▶ Activity
Give back exactly the stretch of data below from the line holding "let mut vec2: FileVec<i32>" through the line holding "assert!(reopened[..PAGE].iter().all(|&v| v == 1));", both ends included, and leave the remaining lines out.
##############################
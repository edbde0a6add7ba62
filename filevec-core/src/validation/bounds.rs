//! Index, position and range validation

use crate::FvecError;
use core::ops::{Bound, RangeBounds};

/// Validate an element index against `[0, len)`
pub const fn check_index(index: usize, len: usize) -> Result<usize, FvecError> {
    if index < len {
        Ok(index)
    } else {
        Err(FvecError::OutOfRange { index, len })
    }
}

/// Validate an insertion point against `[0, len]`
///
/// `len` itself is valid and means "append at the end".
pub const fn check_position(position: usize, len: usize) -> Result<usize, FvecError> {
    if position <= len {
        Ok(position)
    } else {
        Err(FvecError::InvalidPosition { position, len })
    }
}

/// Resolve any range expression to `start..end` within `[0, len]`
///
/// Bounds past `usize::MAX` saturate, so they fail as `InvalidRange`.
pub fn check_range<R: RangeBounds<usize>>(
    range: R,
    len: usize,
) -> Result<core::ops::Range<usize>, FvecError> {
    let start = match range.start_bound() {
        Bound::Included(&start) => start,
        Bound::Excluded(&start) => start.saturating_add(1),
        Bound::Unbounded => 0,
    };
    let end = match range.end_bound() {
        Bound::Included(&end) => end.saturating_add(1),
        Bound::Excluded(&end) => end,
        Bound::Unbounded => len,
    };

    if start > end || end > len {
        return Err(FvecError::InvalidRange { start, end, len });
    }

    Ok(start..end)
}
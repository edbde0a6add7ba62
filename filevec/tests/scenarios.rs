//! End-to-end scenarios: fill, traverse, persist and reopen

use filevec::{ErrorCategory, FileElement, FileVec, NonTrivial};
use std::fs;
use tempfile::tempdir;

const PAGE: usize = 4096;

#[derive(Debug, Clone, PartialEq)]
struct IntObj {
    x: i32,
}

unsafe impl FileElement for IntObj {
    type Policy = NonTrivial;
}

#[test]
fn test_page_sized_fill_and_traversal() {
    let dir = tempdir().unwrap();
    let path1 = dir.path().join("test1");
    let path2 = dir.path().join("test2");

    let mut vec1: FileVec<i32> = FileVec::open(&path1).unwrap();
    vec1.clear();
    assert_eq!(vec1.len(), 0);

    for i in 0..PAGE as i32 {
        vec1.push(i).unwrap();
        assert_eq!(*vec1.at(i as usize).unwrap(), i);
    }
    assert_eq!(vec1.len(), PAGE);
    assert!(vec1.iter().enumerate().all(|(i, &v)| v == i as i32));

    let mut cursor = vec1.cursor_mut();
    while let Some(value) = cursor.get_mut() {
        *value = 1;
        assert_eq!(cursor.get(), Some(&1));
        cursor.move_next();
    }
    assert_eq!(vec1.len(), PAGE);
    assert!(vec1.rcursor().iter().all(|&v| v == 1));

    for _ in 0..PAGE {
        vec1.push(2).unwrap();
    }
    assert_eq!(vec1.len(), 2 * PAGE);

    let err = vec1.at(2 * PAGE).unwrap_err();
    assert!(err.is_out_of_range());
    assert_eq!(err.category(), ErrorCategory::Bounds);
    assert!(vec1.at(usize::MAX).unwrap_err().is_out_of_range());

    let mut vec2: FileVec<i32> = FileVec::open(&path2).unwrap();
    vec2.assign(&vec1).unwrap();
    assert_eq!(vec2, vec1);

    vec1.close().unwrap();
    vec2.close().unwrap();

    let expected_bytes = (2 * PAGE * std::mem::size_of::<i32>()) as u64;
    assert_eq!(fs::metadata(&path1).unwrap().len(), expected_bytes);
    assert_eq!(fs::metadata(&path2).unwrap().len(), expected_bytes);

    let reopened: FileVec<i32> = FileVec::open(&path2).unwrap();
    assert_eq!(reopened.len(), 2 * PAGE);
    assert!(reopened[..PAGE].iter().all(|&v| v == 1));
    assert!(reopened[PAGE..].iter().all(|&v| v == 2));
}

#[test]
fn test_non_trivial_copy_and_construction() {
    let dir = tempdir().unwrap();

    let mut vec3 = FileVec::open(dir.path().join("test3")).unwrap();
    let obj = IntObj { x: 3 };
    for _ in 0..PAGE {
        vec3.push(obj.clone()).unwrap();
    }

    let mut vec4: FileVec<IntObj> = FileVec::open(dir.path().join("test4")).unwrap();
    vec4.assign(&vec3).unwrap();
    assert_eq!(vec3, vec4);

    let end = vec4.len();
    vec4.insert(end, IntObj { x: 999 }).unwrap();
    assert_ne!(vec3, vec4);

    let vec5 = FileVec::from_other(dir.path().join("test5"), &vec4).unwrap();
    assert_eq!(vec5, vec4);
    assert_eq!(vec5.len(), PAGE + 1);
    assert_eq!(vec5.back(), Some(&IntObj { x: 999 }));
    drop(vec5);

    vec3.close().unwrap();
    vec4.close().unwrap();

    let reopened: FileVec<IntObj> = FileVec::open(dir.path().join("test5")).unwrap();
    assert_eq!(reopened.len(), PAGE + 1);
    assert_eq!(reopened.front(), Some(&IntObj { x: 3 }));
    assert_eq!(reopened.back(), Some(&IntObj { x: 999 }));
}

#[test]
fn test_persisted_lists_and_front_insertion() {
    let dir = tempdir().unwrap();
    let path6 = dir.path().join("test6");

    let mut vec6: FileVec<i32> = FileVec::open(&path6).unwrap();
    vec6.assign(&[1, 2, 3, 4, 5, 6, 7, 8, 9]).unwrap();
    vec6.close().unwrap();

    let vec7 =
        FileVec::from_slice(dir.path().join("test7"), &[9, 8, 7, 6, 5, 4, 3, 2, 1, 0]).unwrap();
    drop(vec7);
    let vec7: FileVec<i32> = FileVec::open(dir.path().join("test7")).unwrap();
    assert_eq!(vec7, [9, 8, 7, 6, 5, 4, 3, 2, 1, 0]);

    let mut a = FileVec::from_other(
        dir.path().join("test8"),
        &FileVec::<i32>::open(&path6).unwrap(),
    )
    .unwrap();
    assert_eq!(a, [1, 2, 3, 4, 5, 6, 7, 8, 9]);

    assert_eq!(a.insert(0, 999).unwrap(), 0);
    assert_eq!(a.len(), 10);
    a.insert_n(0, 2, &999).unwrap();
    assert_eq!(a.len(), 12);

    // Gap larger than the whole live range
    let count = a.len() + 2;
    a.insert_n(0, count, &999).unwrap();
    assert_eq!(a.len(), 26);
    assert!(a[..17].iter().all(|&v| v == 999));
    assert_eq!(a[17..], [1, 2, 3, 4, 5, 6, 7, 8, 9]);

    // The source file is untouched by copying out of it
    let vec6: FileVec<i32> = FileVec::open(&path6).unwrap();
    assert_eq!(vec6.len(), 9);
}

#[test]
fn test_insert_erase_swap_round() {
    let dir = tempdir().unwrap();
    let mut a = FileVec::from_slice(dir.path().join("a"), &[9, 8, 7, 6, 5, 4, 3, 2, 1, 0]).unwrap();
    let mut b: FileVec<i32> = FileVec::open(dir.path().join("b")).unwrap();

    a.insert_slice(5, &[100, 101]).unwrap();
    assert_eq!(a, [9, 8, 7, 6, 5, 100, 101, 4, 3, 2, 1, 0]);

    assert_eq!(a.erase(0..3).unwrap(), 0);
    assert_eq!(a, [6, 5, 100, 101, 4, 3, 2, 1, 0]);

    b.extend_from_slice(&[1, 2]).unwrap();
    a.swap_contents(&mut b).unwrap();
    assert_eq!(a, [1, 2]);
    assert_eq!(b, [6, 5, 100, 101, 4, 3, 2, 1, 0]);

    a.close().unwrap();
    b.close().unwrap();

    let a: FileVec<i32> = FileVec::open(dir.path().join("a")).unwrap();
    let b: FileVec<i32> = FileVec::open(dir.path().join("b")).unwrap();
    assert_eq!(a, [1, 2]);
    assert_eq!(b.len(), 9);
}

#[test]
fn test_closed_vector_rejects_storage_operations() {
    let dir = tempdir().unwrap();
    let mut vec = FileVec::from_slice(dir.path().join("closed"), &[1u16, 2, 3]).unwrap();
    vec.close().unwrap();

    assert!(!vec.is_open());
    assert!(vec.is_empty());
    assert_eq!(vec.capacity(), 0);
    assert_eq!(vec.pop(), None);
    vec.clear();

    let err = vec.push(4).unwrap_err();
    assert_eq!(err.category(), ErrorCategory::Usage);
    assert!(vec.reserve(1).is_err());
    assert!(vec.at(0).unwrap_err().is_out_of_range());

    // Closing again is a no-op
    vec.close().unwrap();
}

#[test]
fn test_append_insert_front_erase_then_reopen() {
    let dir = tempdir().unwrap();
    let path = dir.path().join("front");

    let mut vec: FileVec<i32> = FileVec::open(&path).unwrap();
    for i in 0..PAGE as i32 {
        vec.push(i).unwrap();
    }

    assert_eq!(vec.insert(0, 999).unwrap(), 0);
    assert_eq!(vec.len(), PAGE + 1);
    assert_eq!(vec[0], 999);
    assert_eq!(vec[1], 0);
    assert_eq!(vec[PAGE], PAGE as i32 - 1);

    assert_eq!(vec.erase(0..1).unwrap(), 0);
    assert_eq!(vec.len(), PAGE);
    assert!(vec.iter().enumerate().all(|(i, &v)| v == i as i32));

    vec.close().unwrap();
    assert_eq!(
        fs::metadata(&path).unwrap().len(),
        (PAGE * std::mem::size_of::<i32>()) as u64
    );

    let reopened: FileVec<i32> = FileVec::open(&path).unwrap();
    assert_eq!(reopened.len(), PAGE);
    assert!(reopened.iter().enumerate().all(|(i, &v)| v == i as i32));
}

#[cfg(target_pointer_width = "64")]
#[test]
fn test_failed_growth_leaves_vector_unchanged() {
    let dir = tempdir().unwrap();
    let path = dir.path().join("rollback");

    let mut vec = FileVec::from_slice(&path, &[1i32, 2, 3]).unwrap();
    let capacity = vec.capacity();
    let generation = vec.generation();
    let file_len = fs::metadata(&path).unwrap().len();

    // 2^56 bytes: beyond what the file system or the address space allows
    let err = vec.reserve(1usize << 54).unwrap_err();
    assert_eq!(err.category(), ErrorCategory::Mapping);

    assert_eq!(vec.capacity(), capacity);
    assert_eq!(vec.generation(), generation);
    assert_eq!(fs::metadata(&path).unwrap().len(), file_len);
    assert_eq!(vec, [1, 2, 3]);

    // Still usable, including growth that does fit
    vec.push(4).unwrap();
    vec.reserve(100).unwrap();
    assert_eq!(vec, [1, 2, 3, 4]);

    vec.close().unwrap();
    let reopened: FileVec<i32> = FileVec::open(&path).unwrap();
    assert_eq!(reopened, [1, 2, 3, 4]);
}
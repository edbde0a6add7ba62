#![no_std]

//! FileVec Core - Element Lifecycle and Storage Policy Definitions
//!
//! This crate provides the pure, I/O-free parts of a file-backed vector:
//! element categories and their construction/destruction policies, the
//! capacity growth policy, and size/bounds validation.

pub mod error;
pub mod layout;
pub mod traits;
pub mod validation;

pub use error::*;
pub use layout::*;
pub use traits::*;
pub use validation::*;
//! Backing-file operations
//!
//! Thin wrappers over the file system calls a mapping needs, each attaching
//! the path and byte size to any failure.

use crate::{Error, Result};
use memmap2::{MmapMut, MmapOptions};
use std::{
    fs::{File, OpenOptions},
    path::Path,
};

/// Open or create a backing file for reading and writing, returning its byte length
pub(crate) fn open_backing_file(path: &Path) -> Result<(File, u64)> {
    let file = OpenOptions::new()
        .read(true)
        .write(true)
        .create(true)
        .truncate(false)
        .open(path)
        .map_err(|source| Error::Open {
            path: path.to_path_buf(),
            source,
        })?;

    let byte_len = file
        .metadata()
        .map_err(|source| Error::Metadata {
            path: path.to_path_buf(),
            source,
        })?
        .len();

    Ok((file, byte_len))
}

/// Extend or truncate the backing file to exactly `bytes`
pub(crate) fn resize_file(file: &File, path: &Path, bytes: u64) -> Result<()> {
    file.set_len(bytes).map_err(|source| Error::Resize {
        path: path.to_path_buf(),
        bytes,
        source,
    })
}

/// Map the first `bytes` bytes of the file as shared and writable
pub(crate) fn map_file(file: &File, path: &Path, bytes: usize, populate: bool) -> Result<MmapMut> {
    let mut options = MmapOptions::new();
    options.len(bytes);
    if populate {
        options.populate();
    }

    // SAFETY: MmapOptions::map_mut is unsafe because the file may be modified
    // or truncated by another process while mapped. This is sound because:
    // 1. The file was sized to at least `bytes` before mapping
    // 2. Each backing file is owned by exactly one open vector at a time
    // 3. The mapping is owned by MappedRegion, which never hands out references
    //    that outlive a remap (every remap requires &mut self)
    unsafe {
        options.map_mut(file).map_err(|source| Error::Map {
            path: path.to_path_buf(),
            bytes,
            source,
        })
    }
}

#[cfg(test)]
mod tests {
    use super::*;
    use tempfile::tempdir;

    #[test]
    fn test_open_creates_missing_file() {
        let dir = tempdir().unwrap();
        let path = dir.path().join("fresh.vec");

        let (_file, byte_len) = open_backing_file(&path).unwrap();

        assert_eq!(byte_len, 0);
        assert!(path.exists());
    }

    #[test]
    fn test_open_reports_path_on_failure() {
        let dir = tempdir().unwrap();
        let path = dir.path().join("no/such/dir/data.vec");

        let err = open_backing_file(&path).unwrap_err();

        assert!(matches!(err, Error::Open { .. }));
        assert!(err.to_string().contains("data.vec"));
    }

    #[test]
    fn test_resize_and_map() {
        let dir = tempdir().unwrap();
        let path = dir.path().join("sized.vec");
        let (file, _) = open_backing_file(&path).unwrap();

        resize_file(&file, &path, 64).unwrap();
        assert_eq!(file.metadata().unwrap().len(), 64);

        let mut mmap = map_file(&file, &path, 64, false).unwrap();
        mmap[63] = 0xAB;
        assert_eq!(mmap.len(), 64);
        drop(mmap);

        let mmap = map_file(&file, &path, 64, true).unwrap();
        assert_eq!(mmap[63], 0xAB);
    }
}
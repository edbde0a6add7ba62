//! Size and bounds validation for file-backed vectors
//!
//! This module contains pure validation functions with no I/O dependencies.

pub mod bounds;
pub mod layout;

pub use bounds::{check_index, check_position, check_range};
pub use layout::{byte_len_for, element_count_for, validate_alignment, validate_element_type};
##############################
▶ Response area
    let mut vec2: FileVec<i32> = FileVec::open(&path2).unwrap();
    vec2.assign(&vec1).unwrap();
    assert_eq!(vec2, vec1);

    vec1.close().unwrap();
    vec2.close().unwrap();

    let expected_bytes = (2 * PAGE * std::mem::size_of::<i32>()) as u64;
    assert_eq!(fs::metadata(&path1).unwrap().len(), expected_bytes);
    assert_eq!(fs::metadata(&path2).unwrap().len(), expected_bytes);

    let reopened: FileVec<i32> = FileVec::open(&path2).unwrap();
    assert_eq!(reopened.len(), 2 * PAGE);
    assert!(reopened[..PAGE].iter().all(|&v| v == 1));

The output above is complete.